Picture: 123RF/SAMSONOVS
Picture: 123RF/SAMSONOVS

The Competition Commission has launched an investigation into the merger between a small medical scheme for employees of oil company BP Southern Africa (BPSA) and SA’s third-biggest scheme Momentum Health, after a complaint from BP pensioners alleging the deal will scale back their benefits.

At the heart of the complaint is an allegation that the transaction will end the subsidies they receive from BP, benefits they say were given to them in perpetuity.

Employment, including employee benefits such as medical aid subsidies, is considered a matter of public interest by the Competition Commission, and it has previously imposed merger conditions that sought to protect such benefits.

The Competition Commission’s acting manager for mergers and acquisitions Tamara Paremoer said that if the investigation found  significant changes to employee benefits had not been disclosed during the merger assessment, it might change the commission’s finding.

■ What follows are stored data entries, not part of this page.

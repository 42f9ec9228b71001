pub mod camera_controller;
pub mod euler_camera;

// Re-export main types
pub use camera_controller::CameraController;
pub use euler_camera::{CameraMovement, CameraPose, EulerCamera};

Medical aid mergers require approval from the Competition Commission and the medical schemes regulator, the Council for Medical Schemes (CMS).

The Competition Commission approved the merger of BP Medical Aid Society (BPMAS) and Momentum on June 13 without conditions, but the transaction was turned down by the CMS on July 30. The CMS said a group of members had raised concerns about its effect on beneficiaries, but did not elaborate.

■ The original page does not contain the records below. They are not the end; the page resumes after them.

//! Pointer and scroll input mapped onto the camera.
//!
//! Raw window events arrive whenever the platform delivers them; the
//! controller only buffers deltas. [`CameraController::apply`] drains the
//! buffer into the camera exactly once per frame, so motion integration does
//! not depend on callback timing.

use winit::{
    dpi::PhysicalPosition,
    event::{ElementState, MouseButton, MouseScrollDelta, WindowEvent},
    keyboard::ModifiersState,
};

use super::euler_camera::{CameraMovement, EulerCamera};

/// Orientation drags are coarser than the camera's sensitivity alone;
/// the raw pixel delta is reduced by this factor first.
const ORIENTATION_PRESCALE: f32 = 0.1;

pub struct CameraController {
    modifiers: ModifiersState,
    is_left_pressed: bool,
    /// None until the first sample of a drag; prevents a jump when a new
    /// drag starts far from where the previous one ended.
    last_sample: Option<(f32, f32)>,
    orientation_delta: (f32, f32),
    pan_delta: (f32, f32),
    zoom_delta: f32,
}

impl CameraController {
    pub fn new() -> Self {
        Self {
            modifiers: ModifiersState::empty(),
            is_left_pressed: false,
            last_sample: None,
            orientation_delta: (0.0, 0.0),
            pan_delta: (0.0, 0.0),
            zoom_delta: 0.0,
        }
    }

    /// Feeds one window event into the controller.
    /// Returns true when the event was consumed.
    pub fn process_event(&mut self, event: &WindowEvent) -> bool {
        match event {
            WindowEvent::ModifiersChanged(modifiers) => {
                self.modifiers = modifiers.state();
                true
            }
            WindowEvent::MouseInput {
                state,
                button: MouseButton::Left,
                ..
            } => {
                self.on_left_button(*state == ElementState::Pressed);
                true
            }
            WindowEvent::MouseWheel { delta, .. } => {
                let scroll = match delta {
                    MouseScrollDelta::LineDelta(_, y) => *y,
                    MouseScrollDelta::PixelDelta(PhysicalPosition { y, .. }) => *y as f32,
                };
                self.on_scroll(scroll);
                true
            }
            WindowEvent::CursorMoved { position, .. } => {
                self.on_cursor_moved(position.x as f32, position.y as f32);
                true
            }
            _ => false,
        }
    }

    /// Drains the buffered deltas into the camera. Called once per frame.
    pub fn apply(&mut self, camera: &mut EulerCamera, elapsed_seconds: f32) {
        let (yaw_delta, pitch_delta) = std::mem::take(&mut self.orientation_delta);
        if yaw_delta != 0.0 || pitch_delta != 0.0 {
            camera.process_orientation(yaw_delta, pitch_delta, true);
        }

        let (pan_x, pan_y) = std::mem::take(&mut self.pan_delta);
        if pan_x != 0.0 {
            camera.process_translation(CameraMovement::Left, pan_x * elapsed_seconds);
        }
        if pan_y != 0.0 {
            camera.process_translation(CameraMovement::Down, pan_y * elapsed_seconds);
        }

        let zoom = std::mem::take(&mut self.zoom_delta);
        if zoom != 0.0 {
            camera.process_zoom(zoom);
        }
    }

    fn on_left_button(&mut self, pressed: bool) {
        self.is_left_pressed = pressed;
        if !pressed {
            // Next drag re-establishes its own baseline.
            self.last_sample = None;
        }
    }

    fn on_scroll(&mut self, delta: f32) {
        self.zoom_delta += delta;
    }

    fn on_cursor_moved(&mut self, x: f32, y: f32) {
        if !self.is_left_pressed {
            return;
        }

        let orienting = self.modifiers.control_key();
        let panning = !orienting && self.modifiers.shift_key();
        if !orienting && !panning {
            return;
        }

        let (last_x, last_y) = *self.last_sample.get_or_insert((x, y));
        let delta_x = x - last_x;
        // Reversed: surface y grows downward, pitch grows upward.
        let delta_y = last_y - y;
        self.last_sample = Some((x, y));

        if orienting {
            self.orientation_delta.0 += delta_x * ORIENTATION_PRESCALE;
            self.orientation_delta.1 += delta_y * ORIENTATION_PRESCALE;
        } else {
            self.pan_delta.0 += delta_x;
            self.pan_delta.1 += delta_y;
        }
    }
}

impl Default for CameraController {
    fn default() -> Self {
        Self::new()
    }
}

#[cfg(test)]
mod tests {
    use super::*;
    use approx::assert_relative_eq;
    use cgmath::{EuclideanSpace, InnerSpace};

    const EPS: f32 = 1e-5;

    fn controller_with(modifiers: ModifiersState) -> CameraController {
        let mut controller = CameraController::new();
        controller.modifiers = modifiers;
        controller
    }

    #[test]
    fn control_drag_changes_orientation() {
        let mut controller = controller_with(ModifiersState::CONTROL);
        controller.on_left_button(true);
        controller.on_cursor_moved(100.0, 100.0);
        controller.on_cursor_moved(110.0, 90.0);

        let mut camera = EulerCamera::default();
        let before = camera.pose();
        controller.apply(&mut camera, 0.016);
        let after = camera.pose();

        // 10 px * 0.1 pre-scale * 0.05 sensitivity = 0.05 degrees per axis.
        assert_relative_eq!(after.yaw - before.yaw, 0.05, epsilon = EPS);
        assert_relative_eq!(after.pitch - before.pitch, 0.05, epsilon = EPS);
    }

    #[test]
    fn shift_drag_pans_the_camera() {
        let mut controller = controller_with(ModifiersState::SHIFT);
        controller.on_left_button(true);
        controller.on_cursor_moved(200.0, 200.0);
        controller.on_cursor_moved(210.0, 204.0);

        let mut camera = EulerCamera::default();
        let elapsed = 0.25;
        controller.apply(&mut camera, elapsed);

        // delta_x = +10 -> Left by 10 * dt; delta_y = -4 -> Down by -4 * dt.
        let displacement = camera.position().to_vec();
        let camera_ref = EulerCamera::default();
        assert_relative_eq!(
            displacement.dot(camera_ref.front()),
            0.0,
            epsilon = EPS
        );
        // Left translation along -right, scaled by speed (2.5).
        let expected_x = -10.0 * elapsed * 2.5;
        let expected_y = 4.0 * elapsed * 2.5;
        assert_relative_eq!(displacement.x, expected_x, epsilon = EPS);
        assert_relative_eq!(displacement.y, expected_y, epsilon = EPS);
    }

    #[test]
    fn release_resets_drag_baseline() {
        let mut controller = controller_with(ModifiersState::CONTROL);
        controller.on_left_button(true);
        controller.on_cursor_moved(100.0, 100.0);
        controller.on_cursor_moved(105.0, 100.0);
        controller.on_left_button(false);

        // A new drag far away must not register the gap as movement.
        controller.on_left_button(true);
        controller.on_cursor_moved(700.0, 500.0);

        let mut camera = EulerCamera::default();
        let before = camera.pose();
        controller.apply(&mut camera, 0.016);
        let after = camera.pose();

        assert_relative_eq!(after.yaw - before.yaw, 5.0 * 0.1 * 0.05, epsilon = EPS);
    }

    #[test]
    fn drag_without_modifier_is_ignored() {
        let mut controller = controller_with(ModifiersState::empty());
        controller.on_left_button(true);
        controller.on_cursor_moved(100.0, 100.0);
        controller.on_cursor_moved(300.0, 300.0);

        let mut camera = EulerCamera::default();
        let before = camera.pose();
        controller.apply(&mut camera, 0.016);
        assert_eq!(camera.pose(), before);
    }

    #[test]
    fn scroll_deltas_accumulate_until_applied() {
        let mut controller = controller_with(ModifiersState::empty());
        controller.on_scroll(2.0);
        controller.on_scroll(3.0);

        let mut camera = EulerCamera::default();
        controller.apply(&mut camera, 0.016);
        assert_eq!(camera.zoom(), 40.0);

        // Drained: a second apply must not zoom again.
        controller.apply(&mut camera, 0.016);
        assert_eq!(camera.zoom(), 40.0);
    }
}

It has now emerged that a group of “continuation” members from BPMAS  have laid a complaint with the Competition Commission alleging that the merging parties failed to disclose that the transaction would end the generous subsidies they get from their former employer.

“In our view, it was a fraudulent nondisclosure, with the potential to cause financial loss to our members,” said John Bush, spokesperson for the BPMAS concerned members support group.

Continuation members include pensioners, provident fund members and former employees who were retrenched but remained eligible to be members of the scheme. BP provides them with a subsidy equal to half their contribution fees. This subsidy is set out in an agreement between BP and BPMAS and includes everyone who joined the company before September 1 2002.

The agreement, a copy of which has been seen by Business Day, was signed by BP and BPMAS, and says it cannot be terminated by either party. According to Bush, this means the subsidies for continuation members and their dependents were guaranteed for the rest of their lives.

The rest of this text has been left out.